EXERCISE BRIEF |
Each line in the records below that has the word "join" should be copied.

Extracted data entries:

//! Command implementations for the inistore CLI.
//!
//! Each command runs one store or variable operation and returns a result
//! struct that can be printed as JSON (default) or as human text.

use crate::store::{ConfigStore, KeyValue, RawPosition, SectionRename};
use crate::vars::{Scope, VariableResolver};
use crate::{Error, Result};
use serde::Serialize;
use std::io::BufRead;
use std::path::{Path, PathBuf};

/// Command results that can be serialized to JSON or formatted for humans.
pub trait Output {
    /// Serialize to JSON string.
    fn to_json(&self) -> String;

    /// Format for human-readable output.
    fn to_human(&self) -> String;
}

fn to_json<T: Serialize>(value: &T) -> String {
    serde_json::to_string(value).unwrap_or_else(|e| format!(r#"{{"error": "{}"}}"#, e))
}

// === Keys ===

#[derive(Serialize)]
pub struct KeyValueResult {
    pub file: PathBuf,
    pub section: String,
    pub key: String,
    pub value: String,
}

impl Output for KeyValueResult {
    fn to_json(&self) -> String {
        to_json(self)
    }

    fn to_human(&self) -> String {
        self.value.clone()
    }
}

/// Read one key. A missing key is an error so scripts can test the exit code.
pub fn get(store: &ConfigStore, file: &Path, section: &str, key: &str) -> Result<KeyValueResult> {
    let value = store
        .read_key(file, section, key)?
        .ok_or_else(|| {
            Error::NotFound(format!("key [{}] {} in {}", section, key, file.display()))
        })?;
    Ok(KeyValueResult {
        file: file.to_path_buf(),
        section: section.to_string(),
        key: key.to_string(),
        value,
    })
}

pub fn set(
    store: &ConfigStore,
    file: &Path,
    section: &str,
    key: &str,
    value: &str,
) -> Result<KeyValueResult> {
    store.write_key(file, section, key, value)?;
    Ok(KeyValueResult {
        file: file.to_path_buf(),
        section: section.to_string(),
        key: key.to_string(),
        value: value.trim().to_string(),
    })
}

/// Outcome of an edit that may not have found its target.
#[derive(Serialize)]
pub struct EditResult {
    pub file: PathBuf,
    pub action: &'static str,
    pub target: String,
    pub changed: bool,
}

impl Output for EditResult {
    fn to_json(&self) -> String {
        to_json(self)
    }

    fn to_human(&self) -> String {
        if self.changed {
            format!("{}: {} in {}", self.action, self.target, self.file.display())
        } else {
            format!("{}: {} not found in {}", self.action, self.target, self.file.display())
        }
    }
}

pub fn rename_key(
    store: &ConfigStore,
    file: &Path,
    section: &str,
    key: &str,
    new_key: &str,
) -> Result<EditResult> {
    let changed = store.rename_key(file, section, key, new_key)?;
    Ok(EditResult {
        file: file.to_path_buf(),
        action: "renamed key",
        target: format!("[{}] {} -> {}", section, key, new_key),
        changed,
    })
}

pub fn delete_key(
    store: &ConfigStore,
    file: &Path,
    section: &str,
    key: &str,
) -> Result<EditResult> {
    let changed = store.delete_key(file, section, key)?;
    Ok(EditResult {
        file: file.to_path_buf(),
        action: "deleted key",
        target: format!("[{}] {}", section, key),
        changed,
    })
}

// === Sections ===

#[derive(Serialize)]
pub struct SectionList {
    pub file: PathBuf,
    pub sections: Vec<String>,
}

impl Output for SectionList {
    fn to_json(&self) -> String {
        to_json(self)
    }

    fn to_human(&self) -> String {
        self.sections.join("\n")
    }
}

pub fn section_list(store: &ConfigStore, file: &Path) -> Result<SectionList> {
    Ok(SectionList {
        file: file.to_path_buf(),
        sections: store.section_names(file)?,
    })
}

#[derive(Serialize)]
pub struct SectionShow {
    pub file: PathBuf,
    pub section: String,
    pub entries: Vec<KeyValue>,
}

impl Output for SectionShow {
    fn to_json(&self) -> String {
        to_json(self)
    }

    fn to_human(&self) -> String {
        let mut lines = vec![format!("[{}]", self.section)];
        lines.extend(self.entries.iter().map(|kv| format!("{}={}", kv.key, kv.value)));
        lines.join("\n")
    }
}

pub fn section_show(store: &ConfigStore, file: &Path, section: &str) -> Result<SectionShow> {
    let entries = store
        .read_section(file, section)?
        .ok_or_else(|| section_not_found(file, section))?;
    Ok(SectionShow {
        file: file.to_path_buf(),
        section: section.to_string(),
        entries,
    })
}

#[derive(Serialize)]
pub struct SectionRaw {
    pub file: PathBuf,
    pub section: String,
    pub lines: Vec<String>,
}

impl Output for SectionRaw {
    fn to_json(&self) -> String {
        to_json(self)
    }

    fn to_human(&self) -> String {
        self.lines.join("\n")
    }
}

pub fn section_raw(
    store: &ConfigStore,
    file: &Path,
    section: &str,
    include_blank: bool,
) -> Result<SectionRaw> {
    let lines = store
        .read_raw_section(file, section, include_blank)?
        .ok_or_else(|| section_not_found(file, section))?;
    Ok(SectionRaw {
        file: file.to_path_buf(),
        section: section.to_string(),
        lines,
    })
}

/// Per-section outcome of a batch section edit.
#[derive(Serialize)]
pub struct SectionBatch {
    pub file: PathBuf,
    pub action: &'static str,
    pub results: Vec<SectionOutcome>,
}

#[derive(Serialize)]
pub struct SectionOutcome {
    pub section: String,
    pub changed: bool,
}

impl Output for SectionBatch {
    fn to_json(&self) -> String {
        to_json(self)
    }

    fn to_human(&self) -> String {
        self.results
            .iter()
            .map(|r| {
                let mark = if r.changed { "ok" } else { "skipped" };
                format!("{} [{}]: {}", self.action, r.section, mark)
            })
            .collect::<Vec<_>>()
            .join("\n")
    }
}

fn section_batch(
    file: &Path,
    action: &'static str,
    sections: &[String],
    changed: Vec<bool>,
) -> SectionBatch {
    SectionBatch {
        file: file.to_path_buf(),
        action,
        results: sections
            .iter()
            .zip(changed)
            .map(|(section, changed)| SectionOutcome {
                section: section.clone(),
                changed,
            })
            .collect(),
    }
}

pub fn section_add(store: &ConfigStore, file: &Path, sections: &[String]) -> Result<SectionBatch> {
    let created = store.add_sections(file, sections)?;
    Ok(section_batch(file, "add", sections, created))
}

pub fn section_delete(
    store: &ConfigStore,
    file: &Path,
    sections: &[String],
) -> Result<SectionBatch> {
    let deleted = store.delete_sections(file, sections)?;
    Ok(section_batch(file, "delete", sections, deleted))
}

pub fn section_rename(
    store: &ConfigStore,
    file: &Path,
    from: &str,
    to: &str,
) -> Result<EditResult> {
    let changed = store.rename_sections(file, &[SectionRename::new(from, to)])?;
    Ok(EditResult {
        file: file.to_path_buf(),
        action: "renamed section",
        target: format!("[{}] -> [{}]", from, to),
        changed: changed.first().copied().unwrap_or(false),
    })
}

/// Replace a section body from arguments, or from `input` when given.
pub fn section_replace(
    store: &ConfigStore,
    file: &Path,
    section: &str,
    lines: &[String],
    input: Option<Box<dyn BufRead>>,
) -> Result<EditResult> {
    match input {
        Some(reader) => store.write_section_fast_from(file, section, reader)?,
        None => store.write_section_fast(file, section, lines)?,
    }
    Ok(EditResult {
        file: file.to_path_buf(),
        action: "replaced section",
        target: format!("[{}]", section),
        changed: true,
    })
}

fn section_not_found(file: &Path, section: &str) -> Error {
    Error::NotFound(format!("section [{}] in {}", section, file.display()))
}

// === Whole-file operations ===

pub fn raw_line(
    store: &ConfigStore,
    file: &Path,
    section: &str,
    line: &str,
    prepend: bool,
) -> Result<EditResult> {
    let position = if prepend {
        RawPosition::Prepend
    } else {
        RawPosition::Append
    };
    store.write_raw_line(file, section, line, position)?;
    Ok(EditResult {
        file: file.to_path_buf(),
        action: "inserted line",
        target: format!("[{}] {}", section, line),
        changed: true,
    })
}

pub fn compact(store: &ConfigStore, file: &Path) -> Result<EditResult> {
    let changed = store.compact(file)?;
    Ok(EditResult {
        file: file.to_path_buf(),
        action: "compacted",
        target: "key lines".to_string(),
        changed,
    })
}

#[derive(Serialize)]
pub struct MergeResult {
    pub dest: PathBuf,
    pub sources: Vec<PathBuf>,
}

impl Output for MergeResult {
    fn to_json(&self) -> String {
        to_json(self)
    }

    fn to_human(&self) -> String {
        format!(
            "Merged {} file(s) into {}",
            self.sources.len(),
            self.dest.display()
        )
    }
}

pub fn merge(store: &ConfigStore, dest: &Path, sources: &[PathBuf]) -> Result<MergeResult> {
    store.merge(sources, dest)?;
    Ok(MergeResult {
        dest: dest.to_path_buf(),
        sources: sources.to_vec(),
    })
}

// === Variables ===

#[derive(Serialize)]
pub struct ExpandResult {
    pub input: String,
    pub output: String,
    #[serde(skip_serializing_if = "Vec::is_empty")]
    pub rejected: Vec<String>,
}

impl Output for ExpandResult {
    fn to_json(&self) -> String {
        to_json(self)
    }

    fn to_human(&self) -> String {
        self.output.clone()
    }
}

/// Where `expand` takes its variables from.
pub struct VariableSource<'a> {
    pub file: Option<&'a Path>,
    pub section: &'a str,
    pub scope: Scope,
    pub assignments: &'a [(String, String)],
}

pub fn expand(store: &ConfigStore, text: &str, source: VariableSource<'_>) -> Result<ExpandResult> {
    let mut vars = VariableResolver::new();
    let mut rejected = Vec::new();
    if let Some(file) = source.file {
        let report = vars.import_section(store, file, source.section, source.scope)?;
        rejected.extend(report.rejected);
    }
    for (name, value) in source.assignments {
        vars.set_value(Scope::Local, name, value)?;
    }
    Ok(ExpandResult {
        input: text.to_string(),
        output: vars.expand(text)?,
        rejected,
    })
}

ANSWER |
        self.sections.join("\n")
        lines.join("\n")
        self.lines.join("\n")
            .join("\n")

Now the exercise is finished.